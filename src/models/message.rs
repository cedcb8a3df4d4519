//! action 消息与回复
//!
//! 每条消息带一个必填的 `action` 字段，字段名使用 camelCase，
//! 每条消息恰好得到一个 `{ok: boolean, ...}` 回复

use crate::error::{AppError, AppResult};
use crate::models::page::ProblemPage;
use crate::models::problem::ProblemMap;
use crate::models::sync_config::SyncConfig;
use serde::{Deserialize, Serialize};
use serde_json::Value;

/// 入站 action 消息
#[derive(Debug, Clone, PartialEq, Deserialize)]
#[serde(tag = "action", rename_all = "camelCase", rename_all_fields = "camelCase")]
pub enum Request {
    FetchPaste {
        url: String,
    },
    UploadSubmission {
        problem_id: String,
        #[serde(default)]
        code: String,
        #[serde(default)]
        lang: String,
        #[serde(default)]
        source_url: Option<String>,
        #[serde(default)]
        title: Option<String>,
    },
    #[serde(rename = "startOAuth")]
    StartOAuth {
        #[serde(default)]
        client_id: String,
        #[serde(default)]
        exchange_url: String,
    },
    SaveStatus {
        problem_id: String,
        #[serde(default)]
        solved: bool,
        #[serde(default)]
        title: Option<String>,
        #[serde(default)]
        url: Option<String>,
    },
    GetAll,
    Sync {
        #[serde(default)]
        repo: String,
        #[serde(default)]
        path: String,
        #[serde(default)]
        token: Option<String>,
    },
    SaveConfig {
        #[serde(default)]
        repo: String,
        #[serde(default)]
        base_path: String,
        #[serde(default)]
        token: Option<String>,
        #[serde(default)]
        store_token: bool,
        #[serde(default)]
        client_id: String,
        #[serde(default)]
        exchange_url: String,
    },
    GetConfig,
    SubmitSolution {
        problem_id: String,
        #[serde(default)]
        title: Option<String>,
        #[serde(default)]
        lang: String,
        #[serde(default)]
        source_url: Option<String>,
        #[serde(default)]
        code: String,
    },
    ListProblems,
    ParsePage {
        url: String,
        #[serde(default)]
        html: String,
    },
}

impl Request {
    /// 所有支持的 action 名
    pub const ACTIONS: &'static [&'static str] = &[
        "fetchPaste",
        "uploadSubmission",
        "startOAuth",
        "saveStatus",
        "getAll",
        "sync",
        "saveConfig",
        "getConfig",
        "submitSolution",
        "listProblems",
        "parsePage",
    ];

    /// action 名（用于日志）
    pub fn action(&self) -> &'static str {
        match self {
            Request::FetchPaste { .. } => "fetchPaste",
            Request::UploadSubmission { .. } => "uploadSubmission",
            Request::StartOAuth { .. } => "startOAuth",
            Request::SaveStatus { .. } => "saveStatus",
            Request::GetAll => "getAll",
            Request::Sync { .. } => "sync",
            Request::SaveConfig { .. } => "saveConfig",
            Request::GetConfig => "getConfig",
            Request::SubmitSolution { .. } => "submitSolution",
            Request::ListProblems => "listProblems",
            Request::ParsePage { .. } => "parsePage",
        }
    }
}

/// 一行输入：可选的 `id`（原样回显）加上 action 消息
#[derive(Debug)]
pub struct Envelope {
    pub id: Option<Value>,
    pub request: AppResult<Request>,
}

impl Envelope {
    /// 解析一行 JSON
    ///
    /// 缺少 action 或 action 不认识时返回 `UnknownAction`，
    /// 认识的 action 字段不合法时返回 JSON 错误
    pub fn parse(line: &str) -> Self {
        let mut value: Value = match serde_json::from_str(line) {
            Ok(value) => value,
            Err(e) => {
                return Self {
                    id: None,
                    request: Err(e.into()),
                }
            }
        };

        let Some(object) = value.as_object_mut() else {
            return Self {
                id: None,
                request: Err(AppError::InvalidMessage("message must be a JSON object".to_string())),
            };
        };
        let id = object.remove("id");

        let action = object
            .get("action")
            .and_then(Value::as_str)
            .unwrap_or_default()
            .to_string();
        if !Request::ACTIONS.contains(&action.as_str()) {
            return Self {
                id,
                request: Err(AppError::UnknownAction(action)),
            };
        }

        Self {
            id,
            request: serde_json::from_value(value).map_err(AppError::from),
        }
    }
}

/// 回复，字段按需出现
#[derive(Debug, Clone, Default, PartialEq, Serialize)]
pub struct Response {
    pub ok: bool,
    #[serde(skip_serializing_if = "Option::is_none")]
    pub id: Option<Value>,
    #[serde(skip_serializing_if = "Option::is_none")]
    pub content: Option<String>,
    #[serde(skip_serializing_if = "Option::is_none")]
    pub result: Option<Value>,
    #[serde(skip_serializing_if = "Option::is_none")]
    pub problems: Option<ProblemMap>,
    #[serde(skip_serializing_if = "Option::is_none")]
    pub config: Option<SyncConfig>,
    #[serde(skip_serializing_if = "Option::is_none")]
    pub lines: Option<Vec<String>>,
    #[serde(skip_serializing_if = "Option::is_none")]
    pub page: Option<ProblemPage>,
    #[serde(skip_serializing_if = "Option::is_none")]
    pub error: Option<String>,
}

impl Response {
    pub fn ok() -> Self {
        Self {
            ok: true,
            ..Self::default()
        }
    }

    pub fn error(message: impl Into<String>) -> Self {
        Self {
            ok: false,
            error: Some(message.into()),
            ..Self::default()
        }
    }

    pub fn with_content(content: String) -> Self {
        Self {
            content: Some(content),
            ..Self::ok()
        }
    }

    pub fn with_result(result: Value) -> Self {
        Self {
            result: Some(result),
            ..Self::ok()
        }
    }

    pub fn with_problems(problems: ProblemMap) -> Self {
        Self {
            problems: Some(problems),
            ..Self::ok()
        }
    }

    pub fn with_config(config: SyncConfig) -> Self {
        Self {
            config: Some(config),
            ..Self::ok()
        }
    }

    pub fn with_lines(lines: Vec<String>) -> Self {
        Self {
            lines: Some(lines),
            ..Self::ok()
        }
    }

    pub fn with_page(page: ProblemPage) -> Self {
        Self {
            page: Some(page),
            ..Self::ok()
        }
    }

    /// 附上请求的 id
    pub fn correlate(mut self, id: Option<Value>) -> Self {
        self.id = id;
        self
    }
}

◆ **ACTION ITEM**:
Copy out the data exactly, keeping each line whole.

◆ **EXERCISE OUTPUT**:
filename src/models/message.rs
repository cedcb8a3df4d4519
//! action 消息与回复
//!
//! 每条消息带一个必填的 `action` 字段，字段名使用 camelCase，
//! 每条消息恰好得到一个 `{ok: boolean, ...}` 回复

use crate::error::{AppError, AppResult};
use crate::models::page::ProblemPage;
use crate::models::problem::ProblemMap;
use crate::models::sync_config::SyncConfig;
use serde::{Deserialize, Serialize};
use serde_json::Value;

/// 入站 action 消息
#[derive(Debug, Clone, PartialEq, Deserialize)]
#[serde(tag = "action", rename_all = "camelCase", rename_all_fields = "camelCase")]
pub enum Request {
    FetchPaste {
        url: String,
    },
    UploadSubmission {
        problem_id: String,
        #[serde(default)]
        code: String,
        #[serde(default)]
        lang: String,
        #[serde(default)]
        source_url: Option<String>,
        #[serde(default)]
        title: Option<String>,
    },
    #[serde(rename = "startOAuth")]
    StartOAuth {
        #[serde(default)]
        client_id: String,
        #[serde(default)]
        exchange_url: String,
    },
    SaveStatus {
        problem_id: String,
        #[serde(default)]
        solved: bool,
        #[serde(default)]
        title: Option<String>,
        #[serde(default)]
        url: Option<String>,
    },
    GetAll,
    Sync {
        #[serde(default)]
        repo: String,
        #[serde(default)]
        path: String,
        #[serde(default)]
        token: Option<String>,
    },
    SaveConfig {
        #[serde(default)]
        repo: String,
        #[serde(default)]
        base_path: String,
        #[serde(default)]
        token: Option<String>,
        #[serde(default)]
        store_token: bool,
        #[serde(default)]
        client_id: String,
        #[serde(default)]
        exchange_url: String,
    },
    GetConfig,
    SubmitSolution {
        problem_id: String,
        #[serde(default)]
        title: Option<String>,
        #[serde(default)]
        lang: String,
        #[serde(default)]
        source_url: Option<String>,
        #[serde(default)]
        code: String,
    },
    ListProblems,
    ParsePage {
        url: String,
        #[serde(default)]
        html: String,
    },
}

impl Request {
    /// 所有支持的 action 名
    pub const ACTIONS: &'static [&'static str] = &[
        "fetchPaste",
        "uploadSubmission",
        "startOAuth",
        "saveStatus",
        "getAll",
        "sync",
        "saveConfig",
        "getConfig",
        "submitSolution",
        "listProblems",
        "parsePage",
    ];

    /// action 名（用于日志）
    pub fn action(&self) -> &'static str {
        match self {
            Request::FetchPaste { .. } => "fetchPaste",
            Request::UploadSubmission { .. } => "uploadSubmission",
            Request::StartOAuth { .. } => "startOAuth",
            Request::SaveStatus { .. } => "saveStatus",
            Request::GetAll => "getAll",
            Request::Sync { .. } => "sync",
            Request::SaveConfig { .. } => "saveConfig",
            Request::GetConfig => "getConfig",
            Request::SubmitSolution { .. } => "submitSolution",
            Request::ListProblems => "listProblems",
            Request::ParsePage { .. } => "parsePage",
        }
    }
}

/// 一行输入：可选的 `id`（原样回显）加上 action 消息
#[derive(Debug)]
pub struct Envelope {
    pub id: Option<Value>,
    pub request: AppResult<Request>,
}

impl Envelope {
    /// 解析一行 JSON
    ///
    /// 缺少 action 或 action 不认识时返回 `UnknownAction`，
    /// 认识的 action 字段不合法时返回 JSON 错误
    pub fn parse(line: &str) -> Self {
        let mut value: Value = match serde_json::from_str(line) {
            Ok(value) => value,
            Err(e) => {
                return Self {
                    id: None,
                    request: Err(e.into()),
                }
            }
        };

        let Some(object) = value.as_object_mut() else {
            return Self {
                id: None,
                request: Err(AppError::InvalidMessage("message must be a JSON object".to_string())),
            };
        };
        let id = object.remove("id");

        let action = object
            .get("action")
            .and_then(Value::as_str)
            .unwrap_or_default()
            .to_string();
        if !Request::ACTIONS.contains(&action.as_str()) {
            return Self {
                id,
                request: Err(AppError::UnknownAction(action)),
            };
        }

        Self {
            id,
            request: serde_json::from_value(value).map_err(AppError::from),
        }
    }
}

/// 回复，字段按需出现
#[derive(Debug, Clone, Default, PartialEq, Serialize)]
pub struct Response {
    pub ok: bool,
    #[serde(skip_serializing_if = "Option::is_none")]
    pub id: Option<Value>,
    #[serde(skip_serializing_if = "Option::is_none")]
    pub content: Option<String>,
    #[serde(skip_serializing_if = "Option::is_none")]
    pub result: Option<Value>,
    #[serde(skip_serializing_if = "Option::is_none")]
    pub problems: Option<ProblemMap>,
    #[serde(skip_serializing_if = "Option::is_none")]
    pub config: Option<SyncConfig>,
    #[serde(skip_serializing_if = "Option::is_none")]
    pub lines: Option<Vec<String>>,
    #[serde(skip_serializing_if = "Option::is_none")]
    pub page: Option<ProblemPage>,
    #[serde(skip_serializing_if = "Option::is_none")]
    pub error: Option<String>,
}

impl Response {
    pub fn ok() -> Self {
        Self {
            ok: true,
            ..Self::default()
        }
    }

    pub fn error(message: impl Into<String>) -> Self {
        Self {
            ok: false,
            error: Some(message.into()),
            ..Self::default()
        }
    }

    pub fn with_content(content: String) -> Self {
        Self {
            content: Some(content),
            ..Self::ok()
        }
    }

    pub fn with_result(result: Value) -> Self {
        Self {
            result: Some(result),
            ..Self::ok()
        }
    }

    pub fn with_problems(problems: ProblemMap) -> Self {
        Self {
            problems: Some(problems),
            ..Self::ok()
        }
    }

    pub fn with_config(config: SyncConfig) -> Self {
        Self {
            config: Some(config),
            ..Self::ok()
        }
    }

    pub fn with_lines(lines: Vec<String>) -> Self {
        Self {
            lines: Some(lines),
            ..Self::ok()
        }
    }

    pub fn with_page(page: ProblemPage) -> Self {
        Self {
            page: Some(page),
            ..Self::ok()
        }
    }

    /// 附上请求的 id
    pub fn correlate(mut self, id: Option<Value>) -> Self {
        self.id = id;
        self
    }
}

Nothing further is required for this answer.